An antivirus is utility programming which identifies and expels PC infections. In the event that the product can’t evacuate the infection, it is killed. The antivirus keeps a watch on the functioning of the computer system. If a virus is found it may alert the user, flag the infected program or kill the virus. Some of the common types of viruses are:
Boot Sector Virus: A boot area infection dislodges the boot record and duplicates itself to the boot division i.e. where the program to boot the machine is stored. So first the virus is loaded on to the main memory and then the operating system. Whenever a new disk is inserted the virus copies itself to the new disk. The antivirus overwrites the correct boot record on the infected boot sector and also cleans the bad sectors.
File Virus: A file virus generally attacks executable files. They can join to different areas of the first record, supplant code, fill in open spaces in the code, or make friend documents to work with an executable record. Most of the file viruses are memory resident and wait in the memory until the user runs another program. While another program is running, the virus replicates.
Macro Virus: This infection taints a critical record called normal.dot of MS Word. When the application is opened the infection gets enacted. It damages the formatting of documents and even may not allow editing or saving of documents.
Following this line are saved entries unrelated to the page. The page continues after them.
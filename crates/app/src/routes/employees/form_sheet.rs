use dioxus::prelude::*;
use shared_types::{Employee, EmployeeRequest};
use shared_ui::components::{
    AlertDialogAction, AlertDialogActions, AlertDialogCancel, AlertDialogContent,
    AlertDialogDescription, AlertDialogRoot, AlertDialogTitle, Form, Input, Separator, Sheet,
    SheetClose, SheetContent, SheetDescription, SheetFooter, SheetHeader, SheetSide, SheetTitle,
    Textarea,
};
use shared_ui::{use_toast, ToastOptions};

/// Controls whether the form is in Create or Edit mode.
#[derive(Clone, Copy, PartialEq)]
pub enum FormMode {
    Create,
    Edit,
}

/// Unified create/edit form for employees, rendered inside a Sheet.
#[component]
pub fn EmployeeFormSheet(
    mode: FormMode,
    initial: Option<Employee>,
    open: bool,
    on_close: EventHandler<()>,
    on_saved: EventHandler<()>,
) -> Element {
    let toast = use_toast();

    // --- Form field signals ---
    let mut first_name = use_signal(String::new);
    let mut last_name = use_signal(String::new);
    let mut email = use_signal(String::new);
    let mut hire_date = use_signal(String::new);
    let mut department = use_signal(String::new);
    let mut job_title = use_signal(String::new);
    let mut details = use_signal(String::new);

    // --- Hydration ---
    // Runs on every open transition so Cancel-then-reopen always starts from
    // the last fetched entity, never from discarded edits.
    let initial_for_hydration = initial.clone();
    let mut was_open = use_signal(|| false);

    use_effect(move || {
        let opening = open && !*was_open.peek();
        was_open.set(open);
        if !opening {
            return;
        }
        match &initial_for_hydration {
            Some(data) => {
                first_name.set(data.first_name.clone());
                last_name.set(data.last_name.clone());
                email.set(data.email.clone());
                hire_date.set(data.hire_date.to_string());
                department.set(data.department.clone());
                job_title.set(data.job_title.clone());
                details.set(data.details.clone());
            }
            None => {
                first_name.set(String::new());
                last_name.set(String::new());
                email.set(String::new());
                hire_date.set(String::new());
                department.set(String::new());
                job_title.set(String::new());
                details.set(String::new());
            }
        }
    });

    // --- Dirty state ---
    let mut initial_snapshot = use_signal(String::new);

    use_effect(move || {
        if open {
            initial_snapshot.set(snapshot(
                &first_name,
                &last_name,
                &email,
                &hire_date,
                &department,
                &job_title,
                &details,
            ));
        }
    });

    let is_dirty = move || {
        let current = snapshot(
            &first_name,
            &last_name,
            &email,
            &hire_date,
            &department,
            &job_title,
            &details,
        );
        *initial_snapshot.read() != current
    };

    let mut show_discard = use_signal(|| false);

    let try_close = move |_| {
        if is_dirty() {
            show_discard.set(true);
        } else {
            on_close.call(());
        }
    };

    // --- Submit ---
    let mut in_flight = use_signal(|| false);
    let initial_for_save = initial.clone();

    let handle_save = move |_: FormEvent| {
        if *in_flight.read() {
            return;
        }

        for (value, label) in [
            (&first_name, "First name"),
            (&last_name, "Last name"),
            (&email, "Email"),
            (&hire_date, "Hire date"),
            (&department, "Department"),
            (&job_title, "Job title"),
        ] {
            if value.read().trim().is_empty() {
                toast.error(format!("{label} is required."), ToastOptions::new());
                return;
            }
        }

        let request = EmployeeRequest {
            first_name: first_name.read().trim().to_string(),
            last_name: last_name.read().trim().to_string(),
            email: email.read().trim().to_string(),
            hire_date: hire_date.read().clone(),
            department: department.read().trim().to_string(),
            job_title: job_title.read().trim().to_string(),
            details: details.read().clone(),
        };
        let id = initial_for_save.as_ref().map(|e| e.id);

        spawn(async move {
            in_flight.set(true);
            let result = match (mode, id) {
                (FormMode::Edit, Some(id)) => {
                    server::api::update_employee(id, request).await.map(|_| ())
                }
                _ => server::api::create_employee(request).await.map(|_| ()),
            };
            match result {
                Ok(()) => {
                    on_saved.call(());
                    on_close.call(());
                    let verb = if mode == FormMode::Create { "created" } else { "updated" };
                    toast.success(format!("Employee {verb} successfully"), ToastOptions::new());
                }
                Err(e) => {
                    toast.error(
                        shared_types::AppError::friendly_message(&e.to_string()),
                        ToastOptions::new(),
                    );
                }
            }
            in_flight.set(false);
        });
    };

    // --- Render ---
    let sheet_title = match mode {
        FormMode::Create => "Add Employee",
        FormMode::Edit => "Edit Employee",
    };
    let description = match mode {
        FormMode::Create => "Create a new employee record. A login account with the default password is provisioned.",
        FormMode::Edit => "Modify the employee record.",
    };
    let submit_label = match mode {
        FormMode::Create => "Create Employee",
        FormMode::Edit => "Save Changes",
    };

    rsx! {
        Sheet {
            open,
            on_close: try_close,
            side: SheetSide::Right,
            SheetContent {
                SheetHeader {
                    SheetTitle { "{sheet_title}" }
                    SheetDescription { "{description}" }
                    SheetClose { on_close: try_close }
                }

                Form {
                    onsubmit: handle_save,

                    div {
                        class: "sheet-form",

                        Input {
                            label: "First Name *",
                            value: first_name.read().clone(),
                            on_input: move |e: FormEvent| first_name.set(e.value()),
                        }

                        Input {
                            label: "Last Name *",
                            value: last_name.read().clone(),
                            on_input: move |e: FormEvent| last_name.set(e.value()),
                        }

                        Input {
                            label: "Email *",
                            input_type: "email",
                            value: email.read().clone(),
                            on_input: move |e: FormEvent| email.set(e.value()),
                            placeholder: "e.g., jane@company.com",
                        }

                        Input {
                            label: "Hire Date *",
                            input_type: "date",
                            value: hire_date.read().clone(),
                            on_input: move |e: FormEvent| hire_date.set(e.value()),
                        }

                        Input {
                            label: "Department *",
                            value: department.read().clone(),
                            on_input: move |e: FormEvent| department.set(e.value()),
                            placeholder: "e.g., Engineering",
                        }

                        Input {
                            label: "Job Title *",
                            value: job_title.read().clone(),
                            on_input: move |e: FormEvent| job_title.set(e.value()),
                        }

                        Textarea {
                            label: "Bio",
                            value: details.read().clone(),
                            on_input: move |e: FormEvent| details.set(e.value()),
                            placeholder: "A few sentences about this employee",
                        }
                    }

                    Separator {}

                    SheetFooter {
                        div {
                            class: "sheet-footer-actions",
                            SheetClose { on_close: try_close }
                            button {
                                class: "button",
                                "data-style": "primary",
                                r#type: "submit",
                                disabled: *in_flight.read(),
                                if *in_flight.read() { "Saving..." } else { "{submit_label}" }
                            }
                        }
                    }
                }
            }
        }

        AlertDialogRoot {
            open: *show_discard.read(),
            on_open_change: move |open: bool| show_discard.set(open),
            AlertDialogContent {
                AlertDialogTitle { "Discard changes?" }
                AlertDialogDescription {
                    "You have unsaved changes. Are you sure you want to close without saving?"
                }
                AlertDialogActions {
                    AlertDialogCancel { "Keep Editing" }
                    AlertDialogAction {
                        on_click: move |_| {
                            show_discard.set(false);
                            on_close.call(());
                        },
                        "Discard"
                    }
                }
            }
        }
    }
}

fn snapshot(
    first_name: &Signal<String>,
    last_name: &Signal<String>,
    email: &Signal<String>,
    hire_date: &Signal<String>,
    department: &Signal<String>,
    job_title: &Signal<String>,
    details: &Signal<String>,
) -> String {
    serde_json::json!({
        "first_name": first_name.read().clone(),
        "last_name": last_name.read().clone(),
        "email": email.read().clone(),
        "hire_date": hire_date.read().clone(),
        "department": department.read().clone(),
        "job_title": job_title.read().clone(),
        "details": details.read().clone(),
    })
    .to_string()
}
Trojan Horse: It is a code generally hidden in games or spreadsheets. Since they are hidden, the program seems to function as the user wants but actually it is destroying the program. A Trojan horse does not require a host program to embed itself. It is a complete program. Its main objective is to cause harm to the data. They can create bad sectors on the disk, destroy file allocation tables and cause the system to hang.
Worm: Worm is a program capable of replicating itself on a computer network. A worm also does not require a host as it is a self contained program. They generally travel from one computer to another across communication links on a network. They generally disrupt routine services.